**WORK INSTRUCTIONS**
Every line in the data below from the one containing "pub fn set_playlist_hidden(&mut" down to the one containing "pub fn take_trace(&mut", both included, must be retyped exactly; no other line is to appear.

**EXERCISE MATERIAL**
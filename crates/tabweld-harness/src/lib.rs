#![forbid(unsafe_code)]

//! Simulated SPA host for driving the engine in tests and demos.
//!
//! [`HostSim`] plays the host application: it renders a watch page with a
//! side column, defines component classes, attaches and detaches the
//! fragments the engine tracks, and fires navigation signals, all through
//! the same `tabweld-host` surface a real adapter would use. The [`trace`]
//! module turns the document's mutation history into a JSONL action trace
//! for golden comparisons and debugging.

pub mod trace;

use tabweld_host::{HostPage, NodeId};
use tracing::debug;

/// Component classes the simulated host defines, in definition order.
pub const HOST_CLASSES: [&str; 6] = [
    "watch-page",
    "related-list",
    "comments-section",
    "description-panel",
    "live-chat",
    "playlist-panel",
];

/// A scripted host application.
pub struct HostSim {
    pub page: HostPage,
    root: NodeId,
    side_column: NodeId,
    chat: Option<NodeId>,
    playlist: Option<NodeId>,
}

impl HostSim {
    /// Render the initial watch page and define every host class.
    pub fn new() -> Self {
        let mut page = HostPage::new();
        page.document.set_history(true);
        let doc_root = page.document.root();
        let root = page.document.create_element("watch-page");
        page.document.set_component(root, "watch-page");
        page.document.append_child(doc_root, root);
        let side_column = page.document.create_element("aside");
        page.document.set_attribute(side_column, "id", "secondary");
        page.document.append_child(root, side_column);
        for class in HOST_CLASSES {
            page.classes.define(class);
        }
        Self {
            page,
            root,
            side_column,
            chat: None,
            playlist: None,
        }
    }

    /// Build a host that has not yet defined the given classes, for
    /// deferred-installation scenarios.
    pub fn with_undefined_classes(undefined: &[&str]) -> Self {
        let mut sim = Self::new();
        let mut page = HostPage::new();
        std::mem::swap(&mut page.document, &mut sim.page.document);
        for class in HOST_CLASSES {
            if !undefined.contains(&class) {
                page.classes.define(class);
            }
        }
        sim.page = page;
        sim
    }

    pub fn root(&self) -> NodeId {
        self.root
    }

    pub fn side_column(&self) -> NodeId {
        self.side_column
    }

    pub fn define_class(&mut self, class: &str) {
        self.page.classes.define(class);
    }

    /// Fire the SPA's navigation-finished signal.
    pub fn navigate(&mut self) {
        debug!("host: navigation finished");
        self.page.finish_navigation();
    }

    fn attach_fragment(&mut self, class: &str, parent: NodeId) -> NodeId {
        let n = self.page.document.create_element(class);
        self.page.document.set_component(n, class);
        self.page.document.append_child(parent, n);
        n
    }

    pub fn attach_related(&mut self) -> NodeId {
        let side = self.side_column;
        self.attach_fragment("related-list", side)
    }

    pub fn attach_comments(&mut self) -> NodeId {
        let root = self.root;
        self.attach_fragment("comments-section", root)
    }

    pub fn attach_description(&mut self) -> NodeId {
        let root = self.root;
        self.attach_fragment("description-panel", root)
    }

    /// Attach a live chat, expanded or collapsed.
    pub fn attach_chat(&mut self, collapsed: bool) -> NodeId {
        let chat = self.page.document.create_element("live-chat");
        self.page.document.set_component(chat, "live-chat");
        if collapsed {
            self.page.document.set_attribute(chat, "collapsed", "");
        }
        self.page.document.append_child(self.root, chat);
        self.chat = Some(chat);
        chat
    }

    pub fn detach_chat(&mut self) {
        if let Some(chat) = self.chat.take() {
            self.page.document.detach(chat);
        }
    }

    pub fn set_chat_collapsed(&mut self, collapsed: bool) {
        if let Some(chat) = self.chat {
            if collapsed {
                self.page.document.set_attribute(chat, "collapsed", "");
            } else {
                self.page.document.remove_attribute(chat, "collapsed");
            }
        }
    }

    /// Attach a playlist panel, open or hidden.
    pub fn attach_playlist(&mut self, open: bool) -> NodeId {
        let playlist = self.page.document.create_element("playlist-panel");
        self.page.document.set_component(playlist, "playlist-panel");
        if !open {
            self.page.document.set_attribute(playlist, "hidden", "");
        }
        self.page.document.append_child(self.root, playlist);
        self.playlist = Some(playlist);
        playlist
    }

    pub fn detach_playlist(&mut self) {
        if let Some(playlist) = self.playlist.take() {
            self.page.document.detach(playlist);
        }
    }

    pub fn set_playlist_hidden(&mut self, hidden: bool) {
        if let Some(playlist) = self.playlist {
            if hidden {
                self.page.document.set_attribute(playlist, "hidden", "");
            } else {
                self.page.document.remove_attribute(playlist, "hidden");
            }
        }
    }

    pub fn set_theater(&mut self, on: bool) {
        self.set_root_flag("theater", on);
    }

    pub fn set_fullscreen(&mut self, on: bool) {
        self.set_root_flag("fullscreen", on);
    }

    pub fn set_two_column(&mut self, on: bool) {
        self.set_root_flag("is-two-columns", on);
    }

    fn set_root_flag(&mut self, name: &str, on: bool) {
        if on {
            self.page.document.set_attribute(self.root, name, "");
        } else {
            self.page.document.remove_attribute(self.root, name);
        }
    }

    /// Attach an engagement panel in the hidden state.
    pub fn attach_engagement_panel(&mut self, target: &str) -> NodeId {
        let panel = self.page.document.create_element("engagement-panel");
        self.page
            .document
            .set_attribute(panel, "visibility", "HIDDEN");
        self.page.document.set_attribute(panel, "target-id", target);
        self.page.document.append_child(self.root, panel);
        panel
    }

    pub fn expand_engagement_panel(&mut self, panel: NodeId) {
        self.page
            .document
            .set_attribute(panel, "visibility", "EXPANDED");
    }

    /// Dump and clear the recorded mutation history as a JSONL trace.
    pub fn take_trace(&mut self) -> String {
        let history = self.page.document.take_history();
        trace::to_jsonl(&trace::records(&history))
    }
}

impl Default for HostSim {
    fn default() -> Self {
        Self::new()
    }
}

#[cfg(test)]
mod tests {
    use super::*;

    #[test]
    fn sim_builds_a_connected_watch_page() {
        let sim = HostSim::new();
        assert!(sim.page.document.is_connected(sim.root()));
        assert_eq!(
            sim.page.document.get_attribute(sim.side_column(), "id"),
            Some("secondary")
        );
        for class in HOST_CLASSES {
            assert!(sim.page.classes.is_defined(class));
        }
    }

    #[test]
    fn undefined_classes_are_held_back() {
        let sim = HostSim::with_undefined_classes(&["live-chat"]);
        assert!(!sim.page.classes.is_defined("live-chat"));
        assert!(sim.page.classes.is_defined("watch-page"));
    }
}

**SOLUTION TO THIS PROBLEM**
    pub fn set_playlist_hidden(&mut self, hidden: bool) {
        if let Some(playlist) = self.playlist {
            if hidden {
                self.page.document.set_attribute(playlist, "hidden", "");
            } else {
                self.page.document.remove_attribute(playlist, "hidden");
            }
        }
    }

    pub fn set_theater(&mut self, on: bool) {
        self.set_root_flag("theater", on);
    }

    pub fn set_fullscreen(&mut self, on: bool) {
        self.set_root_flag("fullscreen", on);
    }

    pub fn set_two_column(&mut self, on: bool) {
        self.set_root_flag("is-two-columns", on);
    }

    fn set_root_flag(&mut self, name: &str, on: bool) {
        if on {
            self.page.document.set_attribute(self.root, name, "");
        } else {
            self.page.document.remove_attribute(self.root, name);
        }
    }

    /// Attach an engagement panel in the hidden state.
    pub fn attach_engagement_panel(&mut self, target: &str) -> NodeId {
        let panel = self.page.document.create_element("engagement-panel");
        self.page
            .document
            .set_attribute(panel, "visibility", "HIDDEN");
        self.page.document.set_attribute(panel, "target-id", target);
        self.page.document.append_child(self.root, panel);
        panel
    }

    pub fn expand_engagement_panel(&mut self, panel: NodeId) {
        self.page
            .document
            .set_attribute(panel, "visibility", "EXPANDED");
    }

    /// Dump and clear the recorded mutation history as a JSONL trace.
    pub fn take_trace(&mut self) -> String {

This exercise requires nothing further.